Records supplied:

+---+

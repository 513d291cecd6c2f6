//! Cross-boundary message protocol
//!
//! Every request carries a correlation `id`; every response echoes it
//! verbatim. An `error` response is valid for any request type. The
//! `ready` and `storage_access_required` frames are id-less control
//! signals emitted by the mediator before the handshake completes.

use crate::caps::Capability;
use serde::{Deserialize, Serialize};

/// Version tag exchanged in the hello/acknowledge handshake
pub const PROTOCOL_VERSION: &str = "1.0.0";

/// One record in a resource's event log
#[derive(Debug, Clone, PartialEq, Serialize, Deserialize)]
pub struct LogRecord {
    /// Position in the log; cursors are sequence numbers
    pub seq: u64,
    /// Bearer identifier the record is attributed to
    pub author: String,
    /// Unix seconds at which the backend accepted the record
    pub at: u64,
    pub payload: serde_json::Value,
    #[serde(default)]
    pub deleted: bool,
}

/// One page of log records; pagination is cursor-forward only
#[derive(Debug, Clone, PartialEq)]
pub struct Page {
    pub records: Vec<LogRecord>,
    pub has_more: bool,
}

/// Messages sent by the application
#[derive(Debug, Clone, Serialize, Deserialize)]
#[serde(tag = "type", rename_all = "snake_case")]
pub enum AppMessage {
    /// Versioned handshake opener
    Hello { id: String, version: String },

    /// Ask the mediator for capabilities
    CapabilityRequest {
        id: String,
        capabilities: Vec<Capability>,
    },

    KvGet {
        id: String,
        key: String,
    },
    KvPut {
        id: String,
        key: String,
        value: serde_json::Value,
    },
    KvDelete {
        id: String,
        key: String,
    },

    BlobGet {
        id: String,
        name: String,
    },
    BlobPut {
        id: String,
        name: String,
        /// Base64-encoded contents
        data: String,
    },

    /// Read a log page; `token` is set on the direct path, absent through
    /// the mediator
    LogRead {
        id: String,
        #[serde(skip_serializing_if = "Option::is_none")]
        token: Option<String>,
        #[serde(skip_serializing_if = "Option::is_none")]
        after: Option<u64>,
        #[serde(skip_serializing_if = "Option::is_none")]
        limit: Option<u32>,
        #[serde(default, skip_serializing_if = "std::ops::Not::not")]
        include_deleted: bool,
    },
    LogAppend {
        id: String,
        #[serde(skip_serializing_if = "Option::is_none")]
        token: Option<String>,
        payload: serde_json::Value,
    },
    LogDelete {
        id: String,
        #[serde(skip_serializing_if = "Option::is_none")]
        token: Option<String>,
        seq: u64,
    },
}

/// Messages received from the mediator or backend
#[derive(Debug, Clone, PartialEq, Serialize, Deserialize)]
#[serde(tag = "type", rename_all = "snake_case")]
pub enum MediatorMessage {
    /// The embedded context finished initializing
    Ready,

    /// The mediator needs a user gesture before it can read its own
    /// persisted state; the container must be surfaced
    StorageAccessRequired,

    /// Handshake acknowledge with the currently granted capability set
    Ack {
        id: String,
        version: String,
        #[serde(default)]
        granted: Vec<Capability>,
    },

    /// Capability request resolved; `granted` is the full current set
    CapabilityGranted {
        id: String,
        #[serde(default)]
        granted: Vec<Capability>,
    },

    /// Out-of-band user approval is needed before the grant can happen
    ApprovalRequired { id: String, url: String },

    KvValue {
        id: String,
        value: Option<serde_json::Value>,
    },
    KvOk {
        id: String,
    },

    Blob {
        id: String,
        data: Option<String>,
    },
    BlobOk {
        id: String,
    },

    LogPage {
        id: String,
        records: Vec<LogRecord>,
        has_more: bool,
    },
    /// Result of an append or delete: the resulting record
    Record {
        id: String,
        record: LogRecord,
    },

    /// Structured error, valid in reply to any request
    Error {
        id: String,
        code: String,
        message: String,
    },
}

impl MediatorMessage {
    /// Correlation id, if this message answers a request
    pub fn id(&self) -> Option<&str> {
        match self {
            MediatorMessage::Ready | MediatorMessage::StorageAccessRequired => None,
            MediatorMessage::Ack { id, .. }
            | MediatorMessage::CapabilityGranted { id, .. }
            | MediatorMessage::ApprovalRequired { id, .. }
            | MediatorMessage::KvValue { id, .. }
            | MediatorMessage::KvOk { id }
            | MediatorMessage::Blob { id, .. }
            | MediatorMessage::BlobOk { id }
            | MediatorMessage::LogPage { id, .. }
            | MediatorMessage::Record { id, .. }
            | MediatorMessage::Error { id, .. } => Some(id),
        }
    }
}

#[cfg(test)]
mod tests {
    use super::*;

    #[test]
    fn test_hello_serialization() {
        let msg = AppMessage::Hello {
            id: "r1".to_string(),
            version: PROTOCOL_VERSION.to_string(),
        };
        let json = serde_json::to_string(&msg).unwrap();
        assert_eq!(json, r#"{"type":"hello","id":"r1","version":"1.0.0"}"#);
    }

    #[test]
    fn test_capability_request_serialization() {
        let msg = AppMessage::CapabilityRequest {
            id: "r2".to_string(),
            capabilities: vec![Capability::KvRead, Capability::LogAppend],
        };
        let json = serde_json::to_string(&msg).unwrap();
        assert_eq!(
            json,
            r#"{"type":"capability_request","id":"r2","capabilities":["kv:read","log:append"]}"#
        );
    }

    #[test]
    fn test_log_read_omits_absent_fields() {
        let msg = AppMessage::LogRead {
            id: "r3".to_string(),
            token: None,
            after: None,
            limit: None,
            include_deleted: false,
        };
        let json = serde_json::to_string(&msg).unwrap();
        assert_eq!(json, r#"{"type":"log_read","id":"r3"}"#);
    }

    #[test]
    fn test_log_read_with_token_and_cursor() {
        let msg = AppMessage::LogRead {
            id: "r4".to_string(),
            token: Some("tok".to_string()),
            after: Some(41),
            limit: Some(10),
            include_deleted: true,
        };
        let json = serde_json::to_string(&msg).unwrap();
        assert_eq!(
            json,
            r#"{"type":"log_read","id":"r4","token":"tok","after":41,"limit":10,"include_deleted":true}"#
        );
    }

    #[test]
    fn test_ready_deserialization() {
        let msg: MediatorMessage = serde_json::from_str(r#"{"type":"ready"}"#).unwrap();
        assert_eq!(msg, MediatorMessage::Ready);
        assert_eq!(msg.id(), None);
    }

    #[test]
    fn test_ack_deserialization_with_grants() {
        let json = r#"{"type":"ack","id":"r1","version":"1.0.0","granted":["kv:read"]}"#;
        let msg: MediatorMessage = serde_json::from_str(json).unwrap();
        assert_eq!(
            msg,
            MediatorMessage::Ack {
                id: "r1".to_string(),
                version: "1.0.0".to_string(),
                granted: vec![Capability::KvRead],
            }
        );
        assert_eq!(msg.id(), Some("r1"));
    }

    #[test]
    fn test_ack_absent_grants_is_empty_set() {
        let json = r#"{"type":"ack","id":"r1","version":"1.0.0"}"#;
        let msg: MediatorMessage = serde_json::from_str(json).unwrap();
        assert_eq!(
            msg,
            MediatorMessage::Ack {
                id: "r1".to_string(),
                version: "1.0.0".to_string(),
                granted: vec![],
            }
        );
    }

    #[test]
    fn test_approval_required_deserialization() {
        let json = r#"{"type":"approval_required","id":"r9","url":"https://m/approve#x"}"#;
        let msg: MediatorMessage = serde_json::from_str(json).unwrap();
        assert_eq!(
            msg,
            MediatorMessage::ApprovalRequired {
                id: "r9".to_string(),
                url: "https://m/approve#x".to_string(),
            }
        );
    }

    #[test]
    fn test_error_deserialization() {
        let json = r#"{"type":"error","id":"r5","code":"denied","message":"no"}"#;
        let msg: MediatorMessage = serde_json::from_str(json).unwrap();
        assert_eq!(msg.id(), Some("r5"));
        assert!(matches!(msg, MediatorMessage::Error { .. }));
    }

    #[test]
    fn test_log_record_deleted_defaults_false() {
        let json = r#"{"seq":7,"author":"u1","at":123,"payload":{"k":1}}"#;
        let record: LogRecord = serde_json::from_str(json).unwrap();
        assert!(!record.deleted);
        assert_eq!(record.seq, 7);
    }

    #[test]
    fn test_unknown_message_type_rejected() {
        let result = serde_json::from_str::<MediatorMessage>(r#"{"type":"mystery","id":"x"}"#);
        assert!(result.is_err());
    }
}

+---+

What to do: Only the lines from the first line of the material above through the line that contains "resource's event log" should be quoted, each one exactly.

Result of the task:
repository 513d291cecd6c2f6
//! Cross-boundary message protocol
//!
//! Every request carries a correlation `id`; every response echoes it
//! verbatim. An `error` response is valid for any request type. The
//! `ready` and `storage_access_required` frames are id-less control
//! signals emitted by the mediator before the handshake completes.

use crate::caps::Capability;
use serde::{Deserialize, Serialize};

/// Version tag exchanged in the hello/acknowledge handshake
pub const PROTOCOL_VERSION: &str = "1.0.0";

/// One record in a resource's event log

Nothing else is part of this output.